7 Tips for Starting up a Reiki Practice

Establishing a Reiki Business

Reiki Certification
Reiki Certification. Adapted Stockbyte Image

Not everyone who usesĀ Reiki desires to use their training as a means to make a living. But if you are thinking about setting up a Reiki practice there are some things you'll want to consider before you get started. Serving as a healer can be a very satisfying career. As a Reiki practitioner, not only will you take pride in the type of work you are doing, but you can absolutely make a difference in the quality of lives in others.

1. Getting Certified as a Reiki Practitioner

There are three levels of basic training in Usui Reiki. You only need be certified in the first level of training to set up shop as a professional Reiki practitioner offering Reiki treatments to clients. You will need to be certified in all levels in order to teach classes and give Reiki attunements to students. Usui Reiki has long been established as the traditional Reiki system, but there are many different variations of Reiki that you can learn. Most of these are merely off-shoot systems from the Usui system, but not all. One system is not better than another. What is more important, is making sure that your clients are informed of your training, your skills, and your experience. Let them know upfront what types of healing treatments they can expect to receive from you.

2. Becoming Intimate With Reiki

It is best not to jump in feet first setting up a Reiki practice until you have a clear understanding of your relationship with the workings of Reiki.

Begin experiencing Reiki on a personal level through self-treatments and treating family members and friends. Experiencing all the inner workings of this gentle, yet complex, healing art takes time. Reiki clears away blockages and imbalances gradually. Allow Reiki to help you get your own life in balance before taking on the task of helping others.

3. Understanding the Legalities

You have the paper certification proving that you have completed your Reiki training and are now qualified as a Reiki practitioner. Congratulations! Unfortunately, this piece of paper might be meaningless when it come to legally offering professional services in your area. Some U.S. states require a license to practice natural health therapies. Because Reiki is a spiritual healing art you may be required to become certified as an ordained minister. Making phone calls to the local chamber of commerce or city hall is a good way to begin your fact-finding mission. Also, consider obtaining liability insurance for your protection against possible lawsuits. It is good business practice to ask new clients to sign an energywork and consent form. This informs them in writing that Reiki is not a substitute for seeking professional health care.

Energywork Consent and Release Statement

I, the undersigned, understand that the Reiki session given involves a natural hands-on method of energy balancing for the purpose of pain management, stress reduction, and relaxation. I understand very clearly that these treatments are not intended as a substitute for medical or psychological care.
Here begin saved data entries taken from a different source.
impl InvertedIndex {
    /// Create a new, enabled, empty index
    pub fn new() -> Self {
        InvertedIndex {
            postings: DashMap::new(),
            term_dict: RwLock::new(BTreeMap::new()),
            docs: RwLock::new(Vec::new()),
            doc_id_map: DocIdMap::new(),
            field_len_totals: Default::default(),
            total_docs: AtomicUsize::new(0),
            enabled: AtomicBool::new(true),
            version: AtomicU64::new(0),
            writer: Mutex::new(()),
        }
    }

    // ========================================================================
    // Enable/Disable
    // ========================================================================

    /// Check if index is enabled
    pub fn is_enabled(&self) -> bool {
        self.enabled.load(Ordering::Acquire)
    }

    /// Enable the index
    pub fn enable(&self) {
        self.enabled.store(true, Ordering::Release);
    }

    /// Disable the index; every call then fails with `IndexUnavailable`
    pub fn disable(&self) {
        self.enabled.store(false, Ordering::Release);
    }

    fn ensure_enabled(&self) -> Result<()> {
        if self.is_enabled() {
            Ok(())
        } else {
            Err(SearchError::index_unavailable("index is disabled"))
        }
    }

    /// Clear all index data
    pub fn clear(&self) {
        let _guard = self.writer.lock();
        self.postings.clear();
        self.term_dict.write().clear();
        self.docs.write().clear();
        self.doc_id_map.clear();
        for total in &self.field_len_totals {
            total.store(0, Ordering::Relaxed);
        }
        self.total_docs.store(0, Ordering::Relaxed);
        self.version.fetch_add(1, Ordering::Release);
    }

    // ========================================================================
    // Statistics
    // ========================================================================

    /// Number of live documents
    pub fn total_docs(&self) -> usize {
        self.total_docs.load(Ordering::Acquire)
    }

    /// Number of documents containing a term
    pub fn doc_freq(&self, term: &str) -> usize {
        self.term_dict.read().get(term).copied().unwrap_or(0)
    }

    /// Whether an entity is currently indexed
    pub fn contains(&self, entity: &EntityRef) -> bool {
        match self.doc_id_map.get(entity) {
            Some(doc_id) => self
                .docs
                .read()
                .get(doc_id as usize)
                .map_or(false, |d| d.is_some()),
            None => false,
        }
    }

    /// Every term in the dictionary, sorted
    pub fn terms(&self) -> Vec<String> {
        self.term_dict.read().keys().cloned().collect()
    }

    fn avg_field_lens(&self) -> [f32; 4] {
        let n = self.total_docs().max(1) as f32;
        let mut avg = [1.0f32; 4];
        for (slot, total) in self.field_len_totals.iter().enumerate() {
            avg[slot] = (total.load(Ordering::Relaxed) as f32 / n).max(1.0);
        }
        avg
    }

    // ========================================================================
    // Writes
    // ========================================================================

    fn insert_locked(&self, doc: IndexDocument) {
        let doc_id = self.doc_id_map.get_or_insert(&doc.entity);
        self.remove_locked(doc_id);

        // Concatenate repeated fields in slot order
        let mut merged: BTreeMap<IndexField, Vec<String>> = BTreeMap::new();
        for (field, text) in &doc.fields {
            merged.entry(*field).or_default().extend(tokenize(text));
        }

        let mut tf_map: FxHashMap<&str, FxHashMap<IndexField, u32>> = FxHashMap::default();
        for (field, tokens) in &merged {
            for token in tokens {
                *tf_map
                    .entry(token.as_str())
                    .or_default()
                    .entry(*field)
                    .or_insert(0) += 1;
            }
        }

        for (term, per_field) in &tf_map {
            let mut list = self.postings.entry(term.to_string()).or_default();
            for (field, tf) in per_field {
                let field_len = merged.get(field).map_or(0, |t| t.len()) as u32;
                list.add(PostingEntry {
                    doc_id,
                    field: *field,
                    tf: *tf,
                    field_len,
                });
            }
        }
        {
            let mut dict = self.term_dict.write();
            for term in tf_map.keys() {
                *dict.entry(term.to_string()).or_insert(0) += 1;
            }
        }

        for (field, tokens) in &merged {
            self.field_len_totals[field.slot()].fetch_add(tokens.len(), Ordering::Relaxed);
        }

        {
            let mut docs = self.docs.write();
            let idx = doc_id as usize;
            if idx >= docs.len() {
                docs.resize_with(idx + 1, || None);
            }
            docs[idx] = Some(StoredDoc {
                fields: merged.into_iter().collect(),
            });
        }

        self.total_docs.fetch_add(1, Ordering::Relaxed);
        self.version.fetch_add(1, Ordering::Release);
    }

    fn remove_locked(&self, doc_id: u32) {
        let stored = match self.docs.write().get_mut(doc_id as usize) {
            Some(slot) => slot.take(),
            None => None,
        };
        let Some(stored) = stored else {
            return;
        };

        let mut unique: FxHashSet<&str> = FxHashSet::default();
        for (field, tokens) in &stored.fields {
            self.field_len_totals[field.slot()].fetch_sub(tokens.len(), Ordering::Relaxed);
            unique.extend(tokens.iter().map(String::as_str));
        }

        for term in &unique {
            if let Some(mut list) = self.postings.get_mut(*term) {
                list.remove_by_id(doc_id);
            }
            self.postings.remove_if(*term, |_, list| list.is_empty());
        }
        {
            let mut dict = self.term_dict.write();
            for term in &unique {
                if let Some(df) = dict.get_mut(*term) {
                    *df = df.saturating_sub(1);
                    if *df == 0 {
                        dict.remove(*term);
                    }
                }
            }
        }

        self.total_docs.fetch_sub(1, Ordering::Relaxed);
        self.version.fetch_add(1, Ordering::Release);
    }

    // ========================================================================
    // Reads
    // ========================================================================

    fn expand(&self, term: &str, prefix: bool) -> Vec<String> {
        let dict = self.term_dict.read();
        if !prefix {
            return if dict.contains_key(term) {
                vec![term.to_string()]
            } else {
                vec![]
            };
        }
        dict.range(term.to_string()..)
            .take_while(|(k, _)| k.starts_with(term))
            .take(MAX_PREFIX_EXPANSIONS)
            .map(|(k, _)| k.clone())
            .collect()
    }

    fn score_term(
        &self,
        term: &str,
        params: &Bm25Params,
        allowed: &[bool; 4],
        avg_lens: &[f32; 4],
        total_docs: f32,
    ) -> FxHashMap<u32, f32> {
        let mut scores = FxHashMap::default();
        let df = self.doc_freq(term) as f32;
        if df == 0.0 {
            return scores;
        }
        let idf = ((total_docs - df + 0.5) / (df + 0.5) + 1.0).ln();
        let k1 = params.k1;
        let b = params.b;

        if let Some(list) = self.postings.get(term) {
            for entry in &list.entries {
                let slot = entry.field.slot();
                if !allowed[slot] {
                    continue;
                }
                let weight = params.weights.weight(entry.field);
                if weight <= 0.0 {
                    continue;
                }
                let tf = entry.tf as f32;
                let norm = 1.0 - b + b * entry.field_len as f32 / avg_lens[slot];
                let tf_component = (tf * (k1 + 1.0)) / (tf + k1 * norm);
                *scores.entry(entry.doc_id).or_insert(0.0) += idf * weight * tf_component;
            }
        }
        scores
    }

    fn run_query(&self, query: &IndexQuery) -> Vec<IndexHit> {
        let mut allowed = [query.fields.is_empty(); 4];
        for field in &query.fields {
            allowed[field.slot()] = true;
        }
        let kind_ok = |entity: &EntityRef| {
            query.kinds.is_empty() || query.kinds.contains(&entity.kind())
        };

        let scored: Vec<(u32, f32)> = if query.is_match_all() {
            self.docs
                .read()
                .iter()
                .enumerate()
                .filter(|(_, d)| d.is_some())
                .map(|(id, _)| (id as u32, 0.0))
                .collect()
        } else {
            let total_docs = self.total_docs() as f32;
            let avg_lens = self.avg_field_lens();
            let mut acc: Option<FxHashMap<u32, f32>> = None;

            for term in &query.terms {
                let mut best: FxHashMap<u32, f32> = FxHashMap::default();
                for expansion in self.expand(term, query.prefix) {
                    let scores =
                        self.score_term(&expansion, &query.params, &allowed, &avg_lens, total_docs);
                    for (doc_id, score) in scores {
                        let slot = best.entry(doc_id).or_insert(0.0);
                        if score > *slot {
                            *slot = score;
                        }
                    }
                }
                acc = Some(intersect(acc, best));
                if acc.as_ref().map_or(false, |a| a.is_empty()) {
                    return vec![];
                }
            }

            for phrase in query.phrases.iter().filter(|p| !p.is_empty()) {
                let mut phrase_scores: Option<FxHashMap<u32, f32>> = None;
                for token in phrase {
                    let scores =
                        self.score_term(token, &query.params, &allowed, &avg_lens, total_docs);
                    phrase_scores = Some(intersect(phrase_scores, scores));
                }
                let mut candidates = phrase_scores.unwrap_or_default();
                {
                    let docs = self.docs.read();
                    candidates.retain(|doc_id, _| {
                        docs.get(*doc_id as usize)
                            .and_then(|d| d.as_ref())
                            .map_or(false, |d| d.contains_phrase(phrase, &allowed))
                    });
                }
                acc = Some(intersect(acc, candidates));
                if acc.as_ref().map_or(false, |a| a.is_empty()) {
                    return vec![];
                }
            }
            acc.unwrap_or_default().into_iter().collect()
        };

        let id_to_ref = self.doc_id_map.id_to_ref.read();
        let mut hits: Vec<IndexHit> = scored
            .into_iter()
            .filter_map(|(doc_id, score)| {
                id_to_ref
                    .get(doc_id as usize)
                    .filter(|e| kind_ok(*e))
                    .map(|entity| IndexHit {
                        entity: *entity,
                        score,
                    })
            })
            .collect();
        drop(id_to_ref);

        hits.sort_by(|a, b| {
            b.score
                .partial_cmp(&a.score)
                .unwrap_or(std::cmp::Ordering::Equal)
                .then_with(|| a.entity.cmp(&b.entity))
        });
        if let Some(limit) = query.limit {
            hits.truncate(limit);
        }
        hits
    }
}

/// Intersect running scores with a new requirement, summing scores
fn intersect(acc: Option<FxHashMap<u32, f32>>, next: FxHashMap<u32, f32>) -> FxHashMap<u32, f32> {
    match acc {
        None => next,
        Some(mut acc) => {
            acc.retain(|doc_id, _| next.contains_key(doc_id));
            for (doc_id, score) in acc.iter_mut() {
                *score += next.get(doc_id).copied().unwrap_or(0.0);
            }
            acc
        }
    }
}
I understand that Reiki practitioners do not diagnose conditions, nor do they prescribe medicines, nor interfere with the treatment of a licensed medical professional. It is recommended that I seek a licensed health care professional for any physical or psychological ailment I have.

I understand that the practitioner will be placing hands on me during the Reiki session.

Client Name (signature)

4. Choosing a Work Location

Reiki sessions are being offered in hospitals, nursing homes, pain management clinics, spas, and home-based businesses. The benefit of working in a hospital, clinic, spa, or elsewhere is that appointment bookings and insurance claim filings are usually taken care of for you. Most health insurances do not reimburse for Reiki treatments but a few do. Medicare sometimes pays for Reiki treatments if the sessions are prescribed for pain management. Practicing from a home-based office is a dream come true for many practitioners, but this convenience comes with issues to consider. Do you have a room or area within your home, separate from your normal living quarters, that could be dedicated to healing? Does the residential zone you are living in allow home businesses? There is also the safety issue of inviting strangers into your personal living space.

5. Equipment and Supplies

You will want to invest in a sturdy massage table for your home business. If you offer to travel in order to make home visits or give treatments in hotel rooms, a portable massage table will be needed. Here is a checklist of equipment and supplies for your Reiki practice:

  • massage table
  • table accessories (face rest, bolster, carrying case, etc)
  • swivel chair with rollers
  • freshly cleaned linens
  • blankets
  • pillows
  • tissues
  • bottled water

6. Advertising Your Business

Word of mouth is a good way to get started working as a Reiki practitioner. Let your friends and relatives know that you're open for business. Have business cards printed up and distribute them freely at local bulletin boards at libraries, community colleges, natural food markets, etc. Offer introductory workshops and Reiki shares to educate your community about Reiki.

7. Setting Your Fees

Research what other Reiki practitioners and energyworkers are charging in your area for their services. You will want to be competitive. But, don't undercut yourself. You will resent the good work you are doing as a healer if you are feeling undervalued. Keep in mind that if you arrange to treat clients outside of your home you will either pay a fixed rate for a rental space or share a percentage of your session fees with your host business. Keep good records of the money you are earning. Working as an independent contractor involves being informed of your income tax and self-employment obligations.